Доктор Такахаси лечит больных проказой
Уйму времени забирает лечение многочисленных язв, от которых нестерпимо страдают местные жители. Гангренозные язвы очень тяжело лечить. Большей частью они образуются от песчаной блохи, проникающей под ногти пальцев ноги и впивающейся в тело. После ее удаления, весьма болезненного, начинается нагноение, приносящее больному муки. Как наши комнатные мухи в Европе, так и песчаная блоха, а также опасный вид муравьев были завезены сюда из Южной Америки.
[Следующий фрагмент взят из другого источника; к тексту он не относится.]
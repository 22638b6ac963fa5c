//! Environment configuration helpers

use std::str::FromStr;

use thiserror::Error;

/// Error raised when an environment variable holds an unusable value
#[derive(Error, Debug, Clone, PartialEq, Eq)]
#[error("invalid value for {name}: {value:?} ({reason})")]
pub struct EnvError {
    /// Variable name
    pub name: String,
    /// Raw value found in the environment
    pub value: String,
    /// Why it was rejected
    pub reason: String,
}

/// Read a non-empty environment variable.
///
/// Unset and blank variables both read as `None`.
pub fn env_var(name: &str) -> Option<String> {
    std::env::var(name)
        .ok()
        .map(|v| v.trim().to_string())
        .filter(|v| !v.is_empty())
}

/// Read a boolean flag, falling back to `default` when unset.
///
/// Accepts `1/0`, `true/false`, `yes/no` and `on/off` in any case.
pub fn env_flag(name: &str, default: bool) -> Result<bool, EnvError> {
    let Some(raw) = env_var(name) else {
        return Ok(default);
    };

    match raw.to_ascii_lowercase().as_str() {
        "1" | "true" | "yes" | "on" => Ok(true),
        "0" | "false" | "no" | "off" => Ok(false),
        _ => Err(EnvError {
            name: name.to_string(),
            value: raw,
            reason: "expected a boolean".to_string(),
        }),
    }
}

/// Parse an environment variable into `T`, falling back to `default` when unset.
pub fn env_parse<T>(name: &str, default: T) -> Result<T, EnvError>
where
    T: FromStr,
    T::Err: std::fmt::Display,
{
    match env_var(name) {
        None => Ok(default),
        Some(raw) => raw.parse::<T>().map_err(|e| EnvError {
            name: name.to_string(),
            value: raw.clone(),
            reason: e.to_string(),
        }),
    }
}

#[cfg(test)]
mod tests {
    use super::*;

    #[test]
    fn test_env_var_blank_is_none() {
        unsafe {
            std::env::set_var("SENTINEL_UTILS_TEST_BLANK", "   ");
        }
        assert_eq!(env_var("SENTINEL_UTILS_TEST_BLANK"), None);
        assert_eq!(env_var("SENTINEL_UTILS_TEST_NEVER_SET"), None);
    }

    #[test]
    fn test_env_flag() {
        unsafe {
            std::env::set_var("SENTINEL_UTILS_TEST_FLAG_ON", "Yes");
            std::env::set_var("SENTINEL_UTILS_TEST_FLAG_OFF", "0");
            std::env::set_var("SENTINEL_UTILS_TEST_FLAG_BAD", "maybe");
        }
        assert_eq!(env_flag("SENTINEL_UTILS_TEST_FLAG_ON", false), Ok(true));
        assert_eq!(env_flag("SENTINEL_UTILS_TEST_FLAG_OFF", true), Ok(false));
        assert_eq!(env_flag("SENTINEL_UTILS_TEST_FLAG_UNSET", true), Ok(true));

        let err = env_flag("SENTINEL_UTILS_TEST_FLAG_BAD", true).unwrap_err();
        assert_eq!(err.name, "SENTINEL_UTILS_TEST_FLAG_BAD");
        assert_eq!(err.value, "maybe");
    }

    #[test]
    fn test_env_parse() {
        unsafe {
            std::env::set_var("SENTINEL_UTILS_TEST_NUM", "42");
            std::env::set_var("SENTINEL_UTILS_TEST_NUM_BAD", "forty");
        }
        assert_eq!(env_parse::<u64>("SENTINEL_UTILS_TEST_NUM", 7), Ok(42));
        assert_eq!(env_parse::<u64>("SENTINEL_UTILS_TEST_NUM_UNSET", 7), Ok(7));
        assert!(env_parse::<u64>("SENTINEL_UTILS_TEST_NUM_BAD", 7).is_err());
    }
}
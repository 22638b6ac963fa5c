//! OpenAI-compatible chat completions provider
//!
//! Works against api.openai.com and any server exposing the same
//! `/chat/completions` endpoint (vLLM, llama.cpp, Azure deployments).
//!
//! ```no_run
//! use sentinel_llm::{CompletionRequest, LLMProvider, Message};
//! use sentinel_llm::providers::OpenAIProvider;
//!
//! # async fn run() -> Result<(), Box<dyn std::error::Error>> {
//! let provider = OpenAIProvider::from_env()?;
//! let request = CompletionRequest::builder("gpt-4o")
//!     .messages(vec![Message::user("Summarize AAPL's last quarter")])
//!     .build();
//! let response = provider.complete(request).await?;
//! println!("{}", response.message.text());
//! # Ok(())
//! # }
//! ```

use crate::{
    CompletionRequest, CompletionResponse, LLMError, LLMProvider, Message, Result, StopReason,
    TokenUsage,
};
use async_trait::async_trait;
use reqwest::Client;
use serde::{Deserialize, Serialize};
use std::time::Duration;
use tracing::{debug, instrument};

const DEFAULT_OPENAI_API_BASE: &str = "https://api.openai.com/v1";
const DEFAULT_TIMEOUT_SECS: u64 = 120;

/// Connection settings for an OpenAI-compatible endpoint
#[derive(Debug, Clone)]
pub struct OpenAIConfig {
    pub api_key: String,
    pub api_base: String,
    pub timeout_secs: u64,

    /// Optional allowlist of models; `None` accepts any model string
    pub supported_models: Option<Vec<String>>,
}

impl OpenAIConfig {
    pub fn new(api_key: impl Into<String>) -> Self {
        Self {
            api_key: api_key.into(),
            ..Self::default()
        }
    }

    /// Create config from the environment
    ///
    /// Reads `OPENAI_API_KEY` (required), `OPENAI_API_BASE` and
    /// `OPENAI_TIMEOUT_SECS` (optional).
    pub fn from_env() -> Result<Self> {
        let api_key = sentinel_utils::env_var("OPENAI_API_KEY").ok_or_else(|| {
            LLMError::ConfigurationError("OPENAI_API_KEY environment variable not set".to_string())
        })?;

        let api_base = sentinel_utils::env_var("OPENAI_API_BASE")
            .unwrap_or_else(|| DEFAULT_OPENAI_API_BASE.to_string());
        let timeout_secs = sentinel_utils::env_parse("OPENAI_TIMEOUT_SECS", DEFAULT_TIMEOUT_SECS)?;

        Ok(Self {
            api_key,
            api_base,
            timeout_secs,
            supported_models: None,
        })
    }

    /// Point at a self-hosted or proxy endpoint
    pub fn with_api_base(mut self, api_base: impl Into<String>) -> Self {
        self.api_base = api_base.into();
        self
    }

    pub fn with_timeout(mut self, timeout_secs: u64) -> Self {
        self.timeout_secs = timeout_secs;
        self
    }

    /// Restrict the provider to a fixed set of models
    pub fn with_supported_models(mut self, models: Vec<String>) -> Self {
        self.supported_models = Some(models);
        self
    }
}

impl Default for OpenAIConfig {
    fn default() -> Self {
        Self {
            api_key: String::new(),
            api_base: DEFAULT_OPENAI_API_BASE.to_string(),
            timeout_secs: DEFAULT_TIMEOUT_SECS,
            supported_models: None,
        }
    }
}

/// Chat completions over HTTP
pub struct OpenAIProvider {
    client: Client,
    config: OpenAIConfig,
}

impl OpenAIProvider {
    pub fn with_config(config: OpenAIConfig) -> Result<Self> {
        let client = Client::builder()
            .timeout(Duration::from_secs(config.timeout_secs))
            .build()?;

        Ok(Self { client, config })
    }

    pub fn new(api_key: impl Into<String>) -> Result<Self> {
        Self::with_config(OpenAIConfig::new(api_key))
    }

    pub fn from_env() -> Result<Self> {
        Self::with_config(OpenAIConfig::from_env()?)
    }

    pub fn config(&self) -> &OpenAIConfig {
        &self.config
    }

    fn validate_model(&self, model: &str) -> Result<()> {
        if let Some(supported) = &self.config.supported_models {
            if !supported.iter().any(|m| m == model) {
                return Err(LLMError::InvalidRequest(format!("model '{model}' not allowed (allowed: {supported:?})")));
            }
        }
        Ok(())
    }
}

#[async_trait]
impl LLMProvider for OpenAIProvider {
    #[instrument(skip(self, request), fields(model = %request.model, json_mode = request.json_mode))]
    async fn complete(&self, request: CompletionRequest) -> Result<CompletionResponse> {
        self.validate_model(&request.model)?;

        let model = request.model.clone();
        let openai_request = build_request(request);
        debug!(
            messages = openai_request.messages.len(),
            "sending chat completion to {}", self.config.api_base
        );

        let response = self
            .client
            .post(format!("{}/chat/completions", self.config.api_base))
            .header("Authorization", format!("Bearer {}", self.config.api_key))
            .header("Content-Type", "application/json")
            .json(&openai_request)
            .send()
            .await?;

        if !response.status().is_success() {
            let status = response.status();
            let error_text = response.text().await?;

            return Err(match status.as_u16() {
                401 => LLMError::AuthenticationFailed,
                429 => LLMError::RateLimitExceeded(error_text),
                400 => LLMError::InvalidRequest(error_text),
                404 => LLMError::ModelNotFound(model),
                _ => LLMError::RequestFailed(format!("HTTP {status}: {error_text}")),
            });
        }

        let openai_response: OpenAIResponse = response
            .json()
            .await
            .map_err(|e| LLMError::UnexpectedResponse(format!("Failed to parse response: {e}")))?;

        let choice = openai_response
            .choices
            .into_iter()
            .next()
            .ok_or_else(|| LLMError::UnexpectedResponse("No choices in response".to_string()))?;

        let usage = openai_response.usage.unwrap_or_default();
        debug!(
            finish_reason = choice.finish_reason.as_deref().unwrap_or("none"),
            prompt_tokens = usage.prompt_tokens,
            completion_tokens = usage.completion_tokens,
            "chat completion received"
        );

        Ok(CompletionResponse {
            message: Message::assistant(choice.message.content.unwrap_or_default()),
            stop_reason: map_stop_reason(choice.finish_reason.as_deref()),
            usage: TokenUsage {
                input_tokens: usage.prompt_tokens,
                output_tokens: usage.completion_tokens,
            },
        })
    }

    fn name(&self) -> &'static str {
        "openai"
    }
}

// Wire types

#[derive(Debug, Serialize)]
struct OpenAIRequest {
    model: String,
    messages: Vec<OpenAIMessage>,
    max_tokens: usize,
    #[serde(skip_serializing_if = "Option::is_none")]
    temperature: Option<f32>,
    #[serde(skip_serializing_if = "Option::is_none")]
    response_format: Option<ResponseFormat>,
}

#[derive(Debug, Serialize, PartialEq, Eq)]
struct OpenAIMessage {
    role: &'static str,
    content: String,
}

#[derive(Debug, Serialize)]
struct ResponseFormat {
    #[serde(rename = "type")]
    format_type: &'static str,
}

#[derive(Debug, Deserialize)]
struct OpenAIResponse {
    choices: Vec<OpenAIChoice>,
    usage: Option<OpenAIUsage>,
}

#[derive(Debug, Deserialize)]
struct OpenAIChoice {
    message: OpenAIResponseMessage,
    finish_reason: Option<String>,
}

#[derive(Debug, Deserialize)]
struct OpenAIResponseMessage {
    content: Option<String>,
}

#[derive(Debug, Default, Deserialize)]
struct OpenAIUsage {
    prompt_tokens: usize,
    completion_tokens: usize,
}

/// System prompt goes first in the messages array
fn build_request(request: CompletionRequest) -> OpenAIRequest {
    let mut messages = Vec::with_capacity(request.messages.len() + 1);
    if let Some(system) = request.system {
        messages.push(OpenAIMessage {
            role: "system",
            content: system,
        });
    }
    messages.extend(request.messages.into_iter().map(|m| OpenAIMessage {
        role: m.role.as_str(),
        content: m.content,
    }));

    OpenAIRequest {
        model: request.model,
        messages,
        max_tokens: request.max_tokens,
        temperature: request.temperature,
        response_format: request.json_mode.then_some(ResponseFormat {
            format_type: "json_object",
        }),
    }
}

fn map_stop_reason(reason: Option<&str>) -> StopReason {
    match reason {
        Some("length") => StopReason::MaxTokens,
        Some("content_filter") => StopReason::ContentFilter,
        Some("stop") | None => StopReason::EndTurn,
        Some(other) => {
            debug!(reason = other, "unrecognized finish reason");
            StopReason::EndTurn
        }
    }
}

#[cfg(test)]
mod tests {
    use super::*;
    use serde_json::json;

    #[test]
    fn test_provider_creation() {
        let provider = OpenAIProvider::new("test-key").unwrap();
        assert_eq!(provider.name(), "openai");
        assert_eq!(provider.config().api_key, "test-key");
        assert_eq!(provider.config().api_base, "https://api.openai.com/v1");
    }

    #[test]
    fn test_model_validation() {
        let config = OpenAIConfig::new("test-key").with_supported_models(vec!["gpt-4o".to_string()]);
        let provider = OpenAIProvider::with_config(config).unwrap();

        assert!(provider.validate_model("gpt-4o").is_ok());
        assert!(matches!(
            provider.validate_model("gpt-3"),
            Err(LLMError::InvalidRequest(_))
        ));
    }

    #[test]
    fn test_build_request_places_system_first() {
        let request = CompletionRequest::builder("gpt-4o")
            .system("You are a strategist")
            .messages(vec![Message::user("Synthesize"), Message::system("Return JSON only")])
            .build();

        let wire = build_request(request);
        let roles: Vec<_> = wire.messages.iter().map(|m| m.role).collect();
        assert_eq!(roles, vec!["system", "user", "system"]);
        assert!(wire.response_format.is_none());
    }

    #[test]
    fn test_json_mode_sets_response_format() {
        let request = CompletionRequest::builder("gpt-4o")
            .messages(vec![Message::user("hi")])
            .temperature(0.0)
            .json_mode(true)
            .build();

        let value = serde_json::to_value(build_request(request)).unwrap();
        assert_eq!(value["response_format"], json!({"type": "json_object"}));
        assert_eq!(value["temperature"], json!(0.0));
    }

    #[test]
    fn test_map_stop_reason() {
        assert_eq!(map_stop_reason(Some("stop")), StopReason::EndTurn);
        assert_eq!(map_stop_reason(Some("length")), StopReason::MaxTokens);
        assert_eq!(map_stop_reason(Some("content_filter")), StopReason::ContentFilter);
        assert_eq!(map_stop_reason(None), StopReason::EndTurn);
    }

    #[test]
    fn test_parse_response_without_usage() {
        let body = json!({
            "choices": [{"message": {"role": "assistant", "content": "ok"}, "finish_reason": "stop"}]
        });
        let parsed: OpenAIResponse = serde_json::from_value(body).unwrap();
        assert!(parsed.usage.is_none());
        assert_eq!(parsed.choices[0].message.content.as_deref(), Some("ok"));
    }
}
Самый заразный вид язвы — так называемая малиновая болезнь (фрамбезия), при которой кожа кажется облепленной малиной. Тропические язвы, покрывающие все тело, приходится соскабливать под наркозом. Они болезненны и отвратительно пахнут. Распространена, конечно, и малярия, которую разносит малярийный комар (анофелис), поражающий в сумерках и ночью. Есть несколько видов этой болезни. Самый опасный из них — тропическая малярия. Ее возбудитель —- микроскопические одноклеточные живые существа, так называемые плазмодии, развивающиеся в человеческой крови. Многие жители Африки не обращают внимания на появление у них жара и озноба и не подозревают, что заболели малярией. Приступы ее проходят довольно быстро, но болезнь остается, переходит в хроническую форму, обессиливает человека и, как правило, вызывает анемию. Сильно увеличивается печень. Наутро, после приступа, больные чувствуют себя хорошо, однако это улучшение временное, до следующего приступа. И хотя меры предосторожности (занавешивание тюлем окон в комнатах после захода солнца, сон под сеткой) принимаются, все равно почти каждый за время пребывания в Африке заражается этим паразитом. Но сейчас уже есть эффективные средства (в основном в таблетках), которые прерывают болезнь в самом начале и не допускают ее вспышки. Неизлечимой болезнью считалась раньше амебная дизентерия. Амебы — одноклеточные существа — скапливаются в толстой кишке, разъедают ее стенки и вызывают нестерпимые боли. Больных амебной дизентерией изолируют и после недолгого, но основательного лечения выписывают из больницы здоровыми.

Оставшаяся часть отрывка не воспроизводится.